Among some of the revelations he made were:
- The unearthing by Ipid of former acting police commissioner Khomotso Phahlane’s corrupt dealings with service providers led to him enlisting services of the notorious Mabula Team – a rogue police unit from the North West, brought to Gauteng and stationed in a Pretoria hotel for a year.

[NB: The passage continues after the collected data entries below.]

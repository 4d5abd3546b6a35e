use std::time::{Duration, Instant};

use dashmap::DashMap;

use parcelbase_core_types::{EntitlementCheckResult, TenantId};

/// Default lifetime of a resolved entry.
pub const DEFAULT_TTL: Duration = Duration::from_secs(300);

#[derive(Clone, Debug, Eq, PartialEq, Hash)]
struct CacheKey {
    tenant: TenantId,
    feature: String,
}

#[derive(Clone, Debug)]
struct CacheEntry {
    result: EntitlementCheckResult,
    expires_at: Instant,
}

/// Counters reported by `stats`. `size` is the entry count before the
/// sweep; `live + expired == size`.
#[derive(Clone, Copy, Debug, Default, Eq, PartialEq)]
pub struct CacheStats {
    pub size: usize,
    pub live: usize,
    pub expired: usize,
}

/// Sharded TTL store of resolved entitlement results.
///
/// Entries are value types replaced atomically by key; expiry is lazy on
/// read and swept during `stats`. Denied results are cached with the same
/// TTL as allowed ones (this is not a negative cache), so an upgraded
/// tenant either waits out the TTL or gets explicit invalidation from
/// billing sync.
#[derive(Debug, Default)]
pub struct EntitlementCache {
    entries: DashMap<CacheKey, CacheEntry>,
}

impl EntitlementCache {
    pub fn new() -> Self {
        Self::default()
    }

    /// Live hit returns a copy flagged `cached` with the remaining TTL
    /// recomputed; an entry at or past its deadline is removed and treated
    /// as absent.
    pub fn get(&self, tenant: &TenantId, feature: &str) -> Option<EntitlementCheckResult> {
        let key = CacheKey {
            tenant: tenant.clone(),
            feature: feature.to_string(),
        };
        if let Some(entry) = self.entries.get(&key) {
            let now = Instant::now();
            if entry.expires_at > now {
                return Some(entry.result.as_cache_hit(entry.expires_at - now));
            }
        }
        // Guard dropped above; safe to remove the expired entry.
        self.entries
            .remove_if(&key, |_, entry| entry.expires_at <= Instant::now());
        None
    }

    pub fn put(
        &self,
        tenant: &TenantId,
        feature: &str,
        result: EntitlementCheckResult,
        ttl: Duration,
    ) {
        let key = CacheKey {
            tenant: tenant.clone(),
            feature: feature.to_string(),
        };
        self.entries.insert(
            key,
            CacheEntry {
                result,
                expires_at: Instant::now() + ttl,
            },
        );
    }

    /// Removes every entry for the tenant. Completes before returning, so
    /// a check that starts afterwards cannot observe a pre-sync entry.
    pub fn invalidate_tenant(&self, tenant: &TenantId) -> usize {
        let mut removed = 0;
        self.entries.retain(|key, _| {
            if &key.tenant == tenant {
                removed += 1;
                false
            } else {
                true
            }
        });
        removed
    }

    /// Counts entries and opportunistically sweeps the expired ones.
    pub fn stats(&self) -> CacheStats {
        let now = Instant::now();
        let mut stats = CacheStats::default();
        self.entries.retain(|_, entry| {
            stats.size += 1;
            if entry.expires_at > now {
                stats.live += 1;
                true
            } else {
                stats.expired += 1;
                false
            }
        });
        stats
    }

    pub fn len(&self) -> usize {
        self.entries.len()
    }

    pub fn is_empty(&self) -> bool {
        self.entries.is_empty()
    }
}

The operation sought to come up with counter-investigations against McBride, his staff and whistle-blowers;
- Mabula Team’s disregard for interdicts and court rulings unleashed a reign of terror on suspects, Ipid staff or anyone who dared spill the beans on Phahlane’s illegal dealings;
- Leon Mbangwa – former police minister Nathi Nhleko’s Zimbabwean chief-of-staff – who despite having a criminal record and financial problems, had his security clearance processed through Ipid during McBride’s suspension by Nhleko; and
- National Prosecuting Authority’s laxity in dealing with cases.
McBride, who was suspended for 18 months from 2015 to 2016 by Nhleko, to be replaced by the pliant Israel Kgamanyane, said upon his return to office he received a complaint from private investigator Paul O’Sullivan about a case of corruption and money laundering that had been opened against Phahlane during Kgamanyane’s stint in power.
The case related to the construction of Phahlane’s house at Sable Hills Estate in Midrand, allegedly with funds provided by a service provider to the SA Police Service (SAPS), as well as a music system worth R80,000 that was alleged to have been paid for by the same service provider, and several vehicles bought for Phahlane.
“Ipid investigated all cases and there was clear evidence of a corrupt relationship between Phahlane and service providers to the SAPS,” said McBride.
On whether the dysfunctional SAPS could be saved, he said: “You will never get the SAPS right until you restore rule of law.”
The commission of inquiry will next hear the testimony of former KwaZulu-Natal Hawks head Johan Booysen.